Overview of the initial coin offering (ICO)

ICO is a fundraising tool with unregulated funds for various cryptocurrency ventures. This is something that start-ups use to circumvent the regulated and rigorous capital raising process that banks and venture capitalists require. In such a campaign, a percentage of the cryptocurrency is sold to project supporters very early on for other cryptocurrencies or legal tender.

How is it done

When a company wants to raise money using the initial coin offering, there must be a white paper plan outlining the details of the project. He must outline what the project is for, what the project needs, what it aims to complete. He must also indicate the money that will be needed to undertake the whole endeavor and how much the pioneers will receive to keep.

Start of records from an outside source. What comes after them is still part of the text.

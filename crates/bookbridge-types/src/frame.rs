//! Real-time protocol frames.
//!
//! Peer chat frames are enveloped by a `type` tag. Community frames are bare
//! message objects. Inbound parsing is lenient about which optional fields
//! are present because the backend has shipped several variants of the
//! message payload (top-level `sender_name`, or nested under `data`).

use chrono::{DateTime, Utc};
use serde::{Deserialize, Serialize};
use serde_json::Value;

use crate::id::EntityId;
use crate::message::{Message, MessageOrigin};
use crate::user::CurrentUser;

/// Server → client frame on the peer chat socket
#[derive(Debug, Clone, Deserialize)]
#[serde(tag = "type", rename_all = "snake_case")]
pub enum PeerFrame {
    Message(WireMessage),
    ChatCreated {
        chat_id: EntityId,
    },
    /// Informational; history is loaded over REST
    History {
        #[serde(default)]
        data: Option<Value>,
        #[serde(default)]
        messages: Option<Value>,
    },
    Error {
        #[serde(default)]
        content: String,
    },
    ConnectionSuccess {
        #[serde(default)]
        content: String,
    },
    #[serde(other)]
    Unknown,
}

impl PeerFrame {
    pub fn parse(text: &str) -> crate::Result<Self> {
        Ok(serde_json::from_str(text)?)
    }
}

/// Nested payload some backends put next to the message body
#[derive(Debug, Clone, Default, Serialize, Deserialize)]
pub struct WireMessageData {
    #[serde(default)]
    pub sender_name: Option<String>,
    #[serde(default)]
    pub message_id: Option<EntityId>,
}

/// A chat message as delivered over a socket. Community frames are exactly
/// this object without a `type` envelope.
#[derive(Debug, Clone, Default, Serialize, Deserialize)]
pub struct WireMessage {
    #[serde(default, alias = "message_id")]
    pub id: Option<EntityId>,
    #[serde(default)]
    pub chat_id: Option<EntityId>,
    #[serde(default)]
    pub sender_id: Option<EntityId>,
    #[serde(default)]
    pub sender_name: Option<String>,
    #[serde(default)]
    pub content: String,
    #[serde(default, alias = "created_at")]
    pub timestamp: Option<DateTime<Utc>>,
    #[serde(default)]
    pub client_ref: Option<String>,
    #[serde(default)]
    pub data: Option<WireMessageData>,
}

impl WireMessage {
    pub fn parse(text: &str) -> crate::Result<Self> {
        Ok(serde_json::from_str(text)?)
    }

    /// Normalize into a display message. `received_at` stands in for a
    /// missing timestamp. Unnumbered messages get a synthesized id from the
    /// timestamp and `seq`, which the caller keeps unique per stream.
    pub fn into_message(self, user: &CurrentUser, received_at: DateTime<Utc>, seq: u64) -> Message {
        let data = self.data.unwrap_or_default();
        let created_at = self.timestamp.unwrap_or(received_at);
        let id = self.id.or(data.message_id).unwrap_or_else(|| {
            EntityId::new(format!("live-{}-{}", created_at.timestamp_millis(), seq))
        });
        let sender_id = self.sender_id.unwrap_or_default();
        let sender_name = self
            .sender_name
            .or(data.sender_name)
            .unwrap_or_default();

        Message {
            is_self: sender_id == user.id,
            id,
            session_id: self.chat_id,
            sender_id,
            sender_name,
            content: self.content,
            created_at,
            origin: MessageOrigin::Live,
            client_ref: self.client_ref,
        }
    }
}

/// Client → server frame, shared by both sockets
#[derive(Debug, Clone, PartialEq, Serialize, Deserialize)]
#[serde(tag = "type", rename_all = "snake_case")]
pub enum OutboundFrame {
    Auth {
        token: String,
    },
    Message {
        content: String,
        #[serde(default, skip_serializing_if = "Option::is_none")]
        chat_id: Option<EntityId>,
        #[serde(default, skip_serializing_if = "Option::is_none")]
        client_ref: Option<String>,
    },
}

impl OutboundFrame {
    pub fn to_json(&self) -> crate::Result<String> {
        Ok(serde_json::to_string(self)?)
    }
}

The plan should also mention the type of currency adopted and how long it intends to run the campaign. During such a campaign, supporters and enthusiasts of the initiative will buy cryptocurrencies using virtual currency or fiat. The coins are called tokens and are very similar to the company’s shares, which are sold to investors during the IPO. If the minimum required funds are not reached, then the money is refunded and the whole ICO is considered a failure. When the requirements are met within a certain period of time, the money can be used to start the scheme or even complete it if it is still progressing.

Investors who participate in the project early are motivated mainly to buy cryptocurrencies, hoping that the plan will be successful and will receive more value from it after launch. There have been many successful projects of this kind in different economies and this is one of the main things that motivates investors.


ICOs can be compared to crowdfunding and IPOs. Like an IPO, a stake must be sold by a start-up company to raise funds that will help run such a company. The only difference is that IPOs deal with investors, while ICOs work closely with supporters who are very passionate about new projects, just like the crowdfunding event.

However, ICOs are different from crowdfund in the sense that ICO supporters are usually motivated by the fact that they can get a high return on investment. Funds raised through crowdfunding are mainly donations. For this reason, ICOS is called crowd sales.

So far, there have been many successful transactions. ICOs are an innovative tool in our digital age. However, it is important for investors to take precautions, as there are some campaigns that can become fraudulent. This is due to the fact that they are highly unregulated. The financial authorities are not involved in this and if you lose money through such initiatives, it is difficult to follow up to get compensation.

To this end, there are some regions that do not allow the use of ICOs at all. It is important to buy such currency only from trusted sources to be safe.